#### Exercise
When you reach the line containing "would send it." in the entries below, start writing out each line exactly, and stop after the line containing "let mut body".

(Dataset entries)
■ ■ ■ ■ ■

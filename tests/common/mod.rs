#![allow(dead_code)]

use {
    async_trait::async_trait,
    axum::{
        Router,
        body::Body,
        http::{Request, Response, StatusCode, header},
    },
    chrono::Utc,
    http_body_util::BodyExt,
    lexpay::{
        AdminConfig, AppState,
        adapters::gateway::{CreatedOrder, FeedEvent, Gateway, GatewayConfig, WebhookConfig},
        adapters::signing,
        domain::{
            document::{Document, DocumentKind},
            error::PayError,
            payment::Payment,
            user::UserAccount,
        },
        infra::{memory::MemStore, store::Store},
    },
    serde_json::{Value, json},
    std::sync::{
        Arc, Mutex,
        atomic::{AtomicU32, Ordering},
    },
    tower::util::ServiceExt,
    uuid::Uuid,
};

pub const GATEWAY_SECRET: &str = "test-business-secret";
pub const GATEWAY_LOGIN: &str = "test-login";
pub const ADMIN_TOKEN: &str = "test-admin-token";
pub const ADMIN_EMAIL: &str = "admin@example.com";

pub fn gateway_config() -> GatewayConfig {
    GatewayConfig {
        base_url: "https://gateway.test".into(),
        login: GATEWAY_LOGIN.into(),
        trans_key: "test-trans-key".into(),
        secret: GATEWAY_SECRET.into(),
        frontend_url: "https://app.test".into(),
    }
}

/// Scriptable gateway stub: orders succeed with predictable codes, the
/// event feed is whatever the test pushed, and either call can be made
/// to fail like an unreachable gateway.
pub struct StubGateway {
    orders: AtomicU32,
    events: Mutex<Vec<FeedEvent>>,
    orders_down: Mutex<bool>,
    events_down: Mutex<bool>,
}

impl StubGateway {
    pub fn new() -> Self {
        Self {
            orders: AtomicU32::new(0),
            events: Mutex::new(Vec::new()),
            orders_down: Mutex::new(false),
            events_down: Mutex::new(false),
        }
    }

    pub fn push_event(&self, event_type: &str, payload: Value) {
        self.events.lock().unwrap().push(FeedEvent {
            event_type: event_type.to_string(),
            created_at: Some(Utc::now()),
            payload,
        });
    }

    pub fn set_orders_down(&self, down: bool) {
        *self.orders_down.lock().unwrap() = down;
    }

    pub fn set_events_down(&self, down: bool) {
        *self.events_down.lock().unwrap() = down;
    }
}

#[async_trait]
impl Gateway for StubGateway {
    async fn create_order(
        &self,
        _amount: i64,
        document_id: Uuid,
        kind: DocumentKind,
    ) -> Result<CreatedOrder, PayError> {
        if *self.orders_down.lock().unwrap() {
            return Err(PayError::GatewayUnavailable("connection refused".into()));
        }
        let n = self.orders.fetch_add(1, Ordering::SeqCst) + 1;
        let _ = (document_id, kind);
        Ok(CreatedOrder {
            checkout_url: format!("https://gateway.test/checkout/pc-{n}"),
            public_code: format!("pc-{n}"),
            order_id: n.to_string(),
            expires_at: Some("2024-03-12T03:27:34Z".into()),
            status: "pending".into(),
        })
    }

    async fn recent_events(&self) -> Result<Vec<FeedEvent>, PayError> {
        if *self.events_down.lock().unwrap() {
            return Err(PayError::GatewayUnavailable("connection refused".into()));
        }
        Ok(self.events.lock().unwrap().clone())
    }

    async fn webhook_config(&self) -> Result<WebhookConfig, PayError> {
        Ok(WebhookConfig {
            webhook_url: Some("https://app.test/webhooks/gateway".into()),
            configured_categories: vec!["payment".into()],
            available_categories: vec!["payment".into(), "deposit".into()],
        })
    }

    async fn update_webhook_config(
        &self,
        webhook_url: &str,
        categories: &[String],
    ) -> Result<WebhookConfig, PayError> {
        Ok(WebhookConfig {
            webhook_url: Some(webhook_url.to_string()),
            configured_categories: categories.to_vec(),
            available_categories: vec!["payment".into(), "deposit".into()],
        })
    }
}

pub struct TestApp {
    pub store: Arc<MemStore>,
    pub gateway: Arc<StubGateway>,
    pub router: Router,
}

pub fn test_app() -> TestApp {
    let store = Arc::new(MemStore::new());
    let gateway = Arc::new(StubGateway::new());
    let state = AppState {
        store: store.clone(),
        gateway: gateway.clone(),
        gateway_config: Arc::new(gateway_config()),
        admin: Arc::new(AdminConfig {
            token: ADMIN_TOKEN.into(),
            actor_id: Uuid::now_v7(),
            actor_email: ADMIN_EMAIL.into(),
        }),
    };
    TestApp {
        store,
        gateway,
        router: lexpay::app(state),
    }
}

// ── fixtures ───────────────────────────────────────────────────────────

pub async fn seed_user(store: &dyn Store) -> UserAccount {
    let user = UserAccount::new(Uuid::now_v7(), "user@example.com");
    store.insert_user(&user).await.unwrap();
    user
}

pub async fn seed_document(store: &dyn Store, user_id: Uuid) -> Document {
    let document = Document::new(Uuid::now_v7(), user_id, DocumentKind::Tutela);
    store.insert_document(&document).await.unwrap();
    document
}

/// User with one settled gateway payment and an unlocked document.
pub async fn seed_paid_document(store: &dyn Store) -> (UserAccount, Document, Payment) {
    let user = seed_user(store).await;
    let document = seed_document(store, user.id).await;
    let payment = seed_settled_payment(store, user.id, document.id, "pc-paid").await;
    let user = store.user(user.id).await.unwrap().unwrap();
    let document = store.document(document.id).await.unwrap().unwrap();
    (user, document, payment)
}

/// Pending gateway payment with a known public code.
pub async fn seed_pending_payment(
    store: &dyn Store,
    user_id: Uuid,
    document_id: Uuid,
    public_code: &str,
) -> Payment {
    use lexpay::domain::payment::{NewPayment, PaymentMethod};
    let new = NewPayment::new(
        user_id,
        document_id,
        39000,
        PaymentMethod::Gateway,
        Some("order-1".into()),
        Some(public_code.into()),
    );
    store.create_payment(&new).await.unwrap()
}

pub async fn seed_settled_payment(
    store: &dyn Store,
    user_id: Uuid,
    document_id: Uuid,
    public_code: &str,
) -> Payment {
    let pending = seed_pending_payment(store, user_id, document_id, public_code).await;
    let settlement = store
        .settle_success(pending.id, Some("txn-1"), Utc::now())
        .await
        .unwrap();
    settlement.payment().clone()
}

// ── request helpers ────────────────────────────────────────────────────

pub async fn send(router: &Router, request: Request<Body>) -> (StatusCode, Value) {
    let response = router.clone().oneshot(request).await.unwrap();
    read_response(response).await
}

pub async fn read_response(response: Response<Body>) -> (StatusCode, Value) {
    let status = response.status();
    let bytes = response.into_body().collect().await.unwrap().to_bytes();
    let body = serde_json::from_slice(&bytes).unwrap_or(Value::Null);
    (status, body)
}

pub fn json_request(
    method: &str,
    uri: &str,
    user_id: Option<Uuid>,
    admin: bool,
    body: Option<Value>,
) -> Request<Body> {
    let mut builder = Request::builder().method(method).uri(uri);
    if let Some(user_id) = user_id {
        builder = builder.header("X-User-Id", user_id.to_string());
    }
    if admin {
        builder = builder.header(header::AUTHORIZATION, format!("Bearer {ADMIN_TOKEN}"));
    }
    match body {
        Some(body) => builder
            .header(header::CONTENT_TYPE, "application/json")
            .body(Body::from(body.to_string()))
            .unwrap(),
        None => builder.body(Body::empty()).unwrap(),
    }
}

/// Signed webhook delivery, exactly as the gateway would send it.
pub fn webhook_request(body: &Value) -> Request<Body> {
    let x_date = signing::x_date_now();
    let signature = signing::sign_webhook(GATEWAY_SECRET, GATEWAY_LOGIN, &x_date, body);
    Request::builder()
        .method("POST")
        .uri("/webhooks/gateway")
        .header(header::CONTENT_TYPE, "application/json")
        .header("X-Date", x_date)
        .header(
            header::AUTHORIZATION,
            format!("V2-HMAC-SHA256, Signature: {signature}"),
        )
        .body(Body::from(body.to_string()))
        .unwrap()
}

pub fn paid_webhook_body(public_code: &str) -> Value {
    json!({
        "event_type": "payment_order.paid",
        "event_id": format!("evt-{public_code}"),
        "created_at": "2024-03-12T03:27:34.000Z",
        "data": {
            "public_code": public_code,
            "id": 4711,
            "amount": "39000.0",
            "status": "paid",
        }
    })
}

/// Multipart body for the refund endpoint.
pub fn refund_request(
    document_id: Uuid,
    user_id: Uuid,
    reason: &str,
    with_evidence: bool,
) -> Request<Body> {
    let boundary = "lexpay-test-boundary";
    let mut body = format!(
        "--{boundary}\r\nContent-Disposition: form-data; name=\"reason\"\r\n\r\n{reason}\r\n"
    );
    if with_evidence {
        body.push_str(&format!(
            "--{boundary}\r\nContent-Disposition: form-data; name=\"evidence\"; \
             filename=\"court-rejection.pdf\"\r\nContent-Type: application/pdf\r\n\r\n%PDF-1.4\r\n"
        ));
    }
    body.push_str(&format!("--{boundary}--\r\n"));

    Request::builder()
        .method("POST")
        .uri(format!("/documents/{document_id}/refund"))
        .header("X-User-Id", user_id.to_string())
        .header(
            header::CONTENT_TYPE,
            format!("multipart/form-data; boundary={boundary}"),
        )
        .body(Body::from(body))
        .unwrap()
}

■ ■ ■ ■ ■

#### Answer box
/// Signed webhook delivery, exactly as the gateway would send it.
pub fn webhook_request(body: &Value) -> Request<Body> {
    let x_date = signing::x_date_now();
    let signature = signing::sign_webhook(GATEWAY_SECRET, GATEWAY_LOGIN, &x_date, body);
    Request::builder()
        .method("POST")
        .uri("/webhooks/gateway")
        .header(header::CONTENT_TYPE, "application/json")
        .header("X-Date", x_date)
        .header(
            header::AUTHORIZATION,
            format!("V2-HMAC-SHA256, Signature: {signature}"),
        )
        .body(Body::from(body.to_string()))
        .unwrap()
}

pub fn paid_webhook_body(public_code: &str) -> Value {
    json!({
        "event_type": "payment_order.paid",
        "event_id": format!("evt-{public_code}"),
        "created_at": "2024-03-12T03:27:34.000Z",
        "data": {
            "public_code": public_code,
            "id": 4711,
            "amount": "39000.0",
            "status": "paid",
        }
    })
}

/// Multipart body for the refund endpoint.
pub fn refund_request(
    document_id: Uuid,
    user_id: Uuid,
    reason: &str,
    with_evidence: bool,
) -> Request<Body> {
    let boundary = "lexpay-test-boundary";
    let mut body = format!(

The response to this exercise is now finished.